SiRa – Sicherheit im Radverkehr
Subjektive und objektive Sicherheit steigern1.1.2020 - 1.12.2022
Bund bzw. bundesweit
25.3.2020
Die objektive Sicherheit von Radfahrenden wird seit Jahren kontinuierlich auch in den Medien diskutiert. Im Januar 2019 wurde beispielsweise eine Studie zu Unfallgefahren) – in diesem Fall zum Überholabstand – für Radfahrende von der Unfallforschung der Versicherer (UDV) veröffentlicht und von den Medien aufgenommen (Spiegel Online: 18.01.2019).
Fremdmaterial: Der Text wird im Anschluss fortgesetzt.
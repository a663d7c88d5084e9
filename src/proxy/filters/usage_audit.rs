//! Token usage accounting for JSON and SSE responses
//!
//! Usage fields differ per provider family; every shape below is recognised
//! and the largest count seen wins, since streamed counters are cumulative.
//! The bytes themselves pass through untouched.

use crate::proxy::audit::{keys, AuditSink};
use crate::proxy::context::RequestContext;
use crate::proxy::filter::{FilterError, ModifierFactory, ResponseHead, ResponseModifier};
use crate::proxy::registry::{FilterHandle, FilterSpec};
use async_trait::async_trait;
use bytes::Bytes;
use serde_json::Value;
use std::sync::Arc;

pub const KIND: &str = "usage_audit";

const INPUT_FIELDS: [&str; 4] = [
    "input_tokens",
    "prompt_tokens",
    "inputTokenCount",
    "prompt_token_count",
];
const OUTPUT_FIELDS: [&str; 4] = [
    "output_tokens",
    "completion_tokens",
    "outputTokenCount",
    "generation_token_count",
];

#[derive(Debug, Clone, Copy, Default, PartialEq, Eq)]
pub struct TokenUsage {
    pub input: Option<u64>,
    pub output: Option<u64>,
}

impl TokenUsage {
    fn merge(&mut self, other: TokenUsage) {
        self.input = self.input.max(other.input);
        self.output = self.output.max(other.output);
    }
}

/// Token usage reported by one JSON document, whichever provider shape it has
pub fn extract_usage(doc: &Value) -> TokenUsage {
    let mut usage = TokenUsage::default();

    let nested = [
        doc.get("usage"),
        doc.get("message").and_then(|m| m.get("usage")),
        doc.get("amazon-bedrock-invocationMetrics"),
        Some(doc),
    ];
    for object in nested.into_iter().flatten() {
        usage.merge(TokenUsage {
            input: first_count(object, &INPUT_FIELDS),
            output: first_count(object, &OUTPUT_FIELDS),
        });
    }

    // Titan reports input at the top level and output per result.
    if let Some(input) = doc.get("inputTextTokenCount").and_then(Value::as_u64) {
        let output = doc
            .get("results")
            .and_then(Value::as_array)
            .map(|results| {
                results
                    .iter()
                    .filter_map(|r| r.get("tokenCount").and_then(Value::as_u64))
                    .sum::<u64>()
            });
        usage.merge(TokenUsage {
            input: Some(input),
            output,
        });
    }

    usage
}

fn first_count(object: &Value, fields: &[&str]) -> Option<u64> {
    fields
        .iter()
        .find_map(|field| object.get(*field).and_then(Value::as_u64))
}

fn model_of(doc: &Value) -> Option<String> {
    doc.get("model")
        .or_else(|| doc.get("message").and_then(|m| m.get("model")))
        .and_then(Value::as_str)
        .map(str::to_string)
}

/// Per-stream usage accumulator
#[derive(Debug, Default)]
pub struct UsageAuditFilter {
    usage: TokenUsage,
    model: Option<String>,
}

impl UsageAuditFilter {
    fn absorb(&mut self, doc: &Value) {
        self.usage.merge(extract_usage(doc));
        if self.model.is_none() {
            self.model = model_of(doc);
        }
    }

    fn scan(&mut self, chunk: &[u8]) {
        let text = String::from_utf8_lossy(chunk);
        let trimmed = text.trim_start();
        if trimmed.starts_with('{') {
            if let Ok(doc) = serde_json::from_str::<Value>(trimmed) {
                self.absorb(&doc);
                return;
            }
        }

        for line in text.lines() {
            let Some(data) = line.strip_prefix("data:") else {
                continue;
            };
            let data = data.trim();
            if data.is_empty() || data == "[DONE]" {
                continue;
            }
            if let Ok(doc) = serde_json::from_str::<Value>(data) {
                self.absorb(&doc);
            }
        }
    }

    pub fn usage(&self) -> TokenUsage {
        self.usage
    }
}

#[async_trait]
impl ResponseModifier for UsageAuditFilter {
    async fn on_body_chunk(
        &mut self,
        _ctx: &RequestContext,
        chunk: Bytes,
    ) -> Result<Bytes, FilterError> {
        self.scan(&chunk);
        Ok(chunk)
    }

    async fn on_complete(
        &mut self,
        ctx: &RequestContext,
        _head: &ResponseHead,
    ) -> Result<Option<Bytes>, FilterError> {
        let audit = ctx.audit();
        if let Some(input) = self.usage.input {
            audit.note(keys::USAGE_INPUT_TOKENS, Value::from(input));
        }
        if let Some(output) = self.usage.output {
            audit.note(keys::USAGE_OUTPUT_TOKENS, Value::from(output));
        }
        if let (None, Some(model)) = (ctx.model(), self.model.take()) {
            ctx.set_model(model);
        }
        Ok(None)
    }
}

pub fn build(_spec: &FilterSpec) -> Result<FilterHandle, FilterError> {
    let factory: ModifierFactory =
        Arc::new(|| -> Box<dyn ResponseModifier> { Box::new(UsageAuditFilter::default()) });
    Ok(FilterHandle::Response(factory))
}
Auch die Unfallstatistiken belegen, dass Radfahren im Vergleich zur Nutzung anderer Verkehrsmittel in Deutschland überdurchschnittlich gefährlich ist. So waren an 26 Prozent aller Verkehrsunfälle im Jahr 2016 Radfahrende beteiligt (destasis: 2017), obwohl nur 11 Prozent des Verkehrsaufkommens und lediglich 3 Prozent der Verkehrsleistung (infas et al.: 2018) auf das Rad entfallen. Dabei stellen rund Dreiviertel der Verkehrsunfälle von Radfahrenden Kollisionen mit Pkw dar, wobei in 75,4 Prozent der Fälle der Fahrer des Kfz der Hauptverursacher ist (destasis: 2017). Aber nicht nur die Autofahrer begehen Fehler, sondern auch die Radfahrenden. Erschwerend kommt hinzu, dass an Unfallhäufungsstellen oftmals eine mangelhafte Radinfrastruktur vorliegt. Die Aspekte der objektiven Sicherheit von Radfahrenden sind folglich weitestgehend bekannt.
Große Defizite zeigen sich aber gerade auch im subjektiven Sicherheitsempfinden der Radfahrenden in Deutschland: über 50 Prozent fühlen sich auf deutschen Straßen nicht sicher (SINUS: 2013). Im Gegensatz zur objektiven Sicherheitslage existiert zur Entstehung der subjektiven Sicherheitswahrnehmung von Radfahrenden wenig gesichertes Wissen. Generell ist für die Steigerung des Radverkehrs am Modal Split jedoch eine Steigerung des subjektiven Sicherheitsempfindens von entscheidender Bedeutung (z.B. Manton et al.: 2016). Angst vor einer Verletzung im Speziellen (Aldred & Woodcock: 2015) und mangelnde Sicherheit im Allgemeinen (z.B. Beleuchtung des Radwegs, Verkehrsaufkommen) (Winters et al.: 2011 & 2012) gelten als die größten Hürden, um mit dem Radfahren zu beginnen. Gerade unerfahrene Radler sehen hier ein großes Gefahrenpotential (Bill et al.: 2015). Aldred & Goodman (2018) stellen fest: „More research is needed to understand the experiences of newer cyclists, and the extent to which near misses might contribute to discouraging new cyclists from continuing”. Fehlende Erkenntnisse insbesondere zur Gruppe derer, die nicht oder nur selten mit dem Fahrrad fahren, konstatiert auch Kropp (2018) als Ergebnis ihrer deutschlandweiten Befragung.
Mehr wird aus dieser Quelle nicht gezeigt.